Sigamos. Los duendes surgen por generación espontánea de los vapores corruptos de los sótanos de las casas, no mediante coito (y lo demuestra). Además, mueren, e indica cómo puede acabarse con ellos (básicamente, haciendo mucho ruido). Asimismo, Fray Antonio concluye que no son hombres, pues a juzgar por sus acciones no parecen demasiado espabilados. De hecho, hay animales más listos que ellos, como se prueba consultando a las Autoridades (y mezclando observaciones reales con otras absolutamente disparatadas). Tampoco son ángeles, pues estos no se dedican a tonterías como tirar piedras o trenzar las crines de los jamelgos. Tampoco son demonios, ya que los duendes no buscan la perdición de los hombres; simplemente son revoltosos. Y menos aún se trata de almas en pena, que las pobres están para otras cosas. Por tanto, son animales.

Aquí, Fray Antonio aprovecha para deleitarnos con sus habituales digresiones, apabullándonos con anécdotas sobre el comportamiento de los animales, e incluso afirma que estos poseen sombras de virtud. La combinación de casos reales con las puras citas fantásticas sobre animales inexistentes es encantadora.

Si los duendes son animales, tendrán que comer. Cómo no, se alimentan de los mismos vapores gruesos que los han generado. En cuanto a beber, puede que lo hagan a escondidas, o que no lo necesiten, o que los mismos vapores les proporcionen la humedad necesaria.

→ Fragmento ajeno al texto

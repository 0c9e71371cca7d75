//! `name=value` assignment parsing for building flag and alias sets from
//! user input.

use thiserror::Error;

use crate::{AliasMap, SWITCH_ON, SpecifiedFlags};

/// Malformed `name=value` assignment or flag name.
#[derive(Debug, Clone, PartialEq, Eq, Error)]
pub enum AssignmentError {
    /// Nothing before the `=`.
    #[error("flag name is empty in {0:?}")]
    EmptyName(String),
    /// Name carries a dash prefix; names are given bare.
    #[error("flag names are given without dashes: {0:?}")]
    DashedName(String),
    /// Short spelling already registered for another long name.
    #[error("short name {short:?} is already the alias of {long:?}")]
    DuplicateShort { short: String, long: String },
}

/// Checks that `name` is usable as a bare flag name: non-empty and without
/// a leading dash.
///
/// # Examples
///
/// ```
/// use flag_merge_core::validate_name;
///
/// assert_eq!(validate_name("a=b").unwrap(), "a=b");
/// assert!(validate_name("").is_err());
/// assert!(validate_name("-f").is_err());
/// ```
pub fn validate_name(name: &str) -> Result<&str, AssignmentError> {
    if name.is_empty() {
        return Err(AssignmentError::EmptyName(name.to_string()));
    }
    if name.starts_with('-') {
        return Err(AssignmentError::DashedName(name.to_string()));
    }
    Ok(name)
}

/// Splits `raw` at the first `=`.
///
/// A bare `name` yields `(name, None)`. Names must be non-empty and must not
/// start with a dash.
///
/// # Examples
///
/// ```
/// use flag_merge_core::parse_assignment;
///
/// assert_eq!(parse_assignment("quality=85").unwrap(), ("quality", Some("85")));
/// assert_eq!(parse_assignment("define=a=b").unwrap(), ("define", Some("a=b")));
/// assert_eq!(parse_assignment("strip").unwrap(), ("strip", None));
/// assert!(parse_assignment("--strip").is_err());
/// ```
pub fn parse_assignment(raw: &str) -> Result<(&str, Option<&str>), AssignmentError> {
    let (name, value) = match raw.split_once('=') {
        Some((name, value)) => (name, Some(value)),
        None => (raw, None),
    };
    if name.is_empty() {
        return Err(AssignmentError::EmptyName(raw.to_string()));
    }
    if name.starts_with('-') {
        return Err(AssignmentError::DashedName(raw.to_string()));
    }
    Ok((name, value))
}

impl SpecifiedFlags {
    /// Builds a flag set from `name=value` assignments.
    ///
    /// A bare `name` is a switch turned on. Later assignments to the same
    /// name replace earlier ones.
    ///
    /// # Examples
    ///
    /// ```
    /// use flag_merge_core::SpecifiedFlags;
    ///
    /// let flags = SpecifiedFlags::from_assignments(["quality=85", "strip"]).unwrap();
    /// assert_eq!(flags.to_tokens(), vec!["--quality", "85", "--strip"]);
    /// ```
    pub fn from_assignments<I, S>(assignments: I) -> Result<Self, AssignmentError>
    where
        I: IntoIterator<Item = S>,
        S: AsRef<str>,
    {
        let mut flags = Self::new();
        for raw in assignments {
            let (name, value) = parse_assignment(raw.as_ref())?;
            flags.insert(name, value.unwrap_or(SWITCH_ON));
        }
        Ok(flags)
    }
}

impl AliasMap {
    /// Registers `short` as the short spelling of `long`, rejecting names
    /// the merge could not look up unambiguously.
    ///
    /// `long` must be a valid flag name, `short` must not start with a dash,
    /// and a non-empty `short` must not already belong to another long name.
    ///
    /// # Examples
    ///
    /// ```
    /// use flag_merge_core::{AliasMap, AssignmentError};
    ///
    /// let mut aliases = AliasMap::new();
    /// aliases.insert_checked("interlace", "i").unwrap();
    /// assert_eq!(
    ///     aliases.insert_checked("input", "i"),
    ///     Err(AssignmentError::DuplicateShort {
    ///         short: "i".to_string(),
    ///         long: "interlace".to_string(),
    ///     })
    /// );
    /// ```
    pub fn insert_checked(&mut self, long: &str, short: &str) -> Result<(), AssignmentError> {
        validate_name(long)?;
        if short.starts_with('-') {
            return Err(AssignmentError::DashedName(short.to_string()));
        }
        if !short.is_empty() {
            let taken = self
                .iter()
                .find(|(other, spelling)| *spelling == short && *other != long);
            if let Some((other, _)) = taken {
                return Err(AssignmentError::DuplicateShort {
                    short: short.to_string(),
                    long: other.to_string(),
                });
            }
        }
        self.insert(long, short);
        Ok(())
    }

    /// Builds an alias map from `long=short` assignments.
    ///
    /// A bare `long` registers a flag without a short spelling.
    pub fn from_assignments<I, S>(assignments: I) -> Result<Self, AssignmentError>
    where
        I: IntoIterator<Item = S>,
        S: AsRef<str>,
    {
        let mut aliases = Self::new();
        for raw in assignments {
            let (long, short) = parse_assignment(raw.as_ref())?;
            let short = short.unwrap_or_default();
            if short.starts_with('-') {
                return Err(AssignmentError::DashedName(raw.as_ref().to_string()));
            }
            aliases.insert_checked(long, short)?;
        }
        Ok(aliases)
    }
}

Luego discute si duermen, excretan, tienen sangre o no, gozan de sentidos… Es curioso comprobar que Fray Antonio no acepta todo lo que afirman las Autoridades, e incluso llega a aplicar en algunos casos la navaja de Occam, pero eso ocurre en contadas ocasiones. El principio de autoridad campa a sus anchas en El ente dilucidado.

Sigamos. Después de preguntarse si los duendes mueren (por supuesto, ya que son animales), la capacidad de digresión de Fray Antonio alcanza proporciones épicas. Se pone a hablar de los sentidos animales, de las plantas e incluso de las aguas, de las formas intermedias entre animales y vegetales, si hay alimentos que prolongan la vida, si es peor el hambre que la sed, cómo es la digestión, cuáles son las causas de muerte, cómo una cítara excita a otra, si los cadáveres sangran a la vista de su asesino… Sigue brincando de un tema a otro sin orden ni concierto, mezclando datos correctos con disparates, pero ya se sabe: magister dixit.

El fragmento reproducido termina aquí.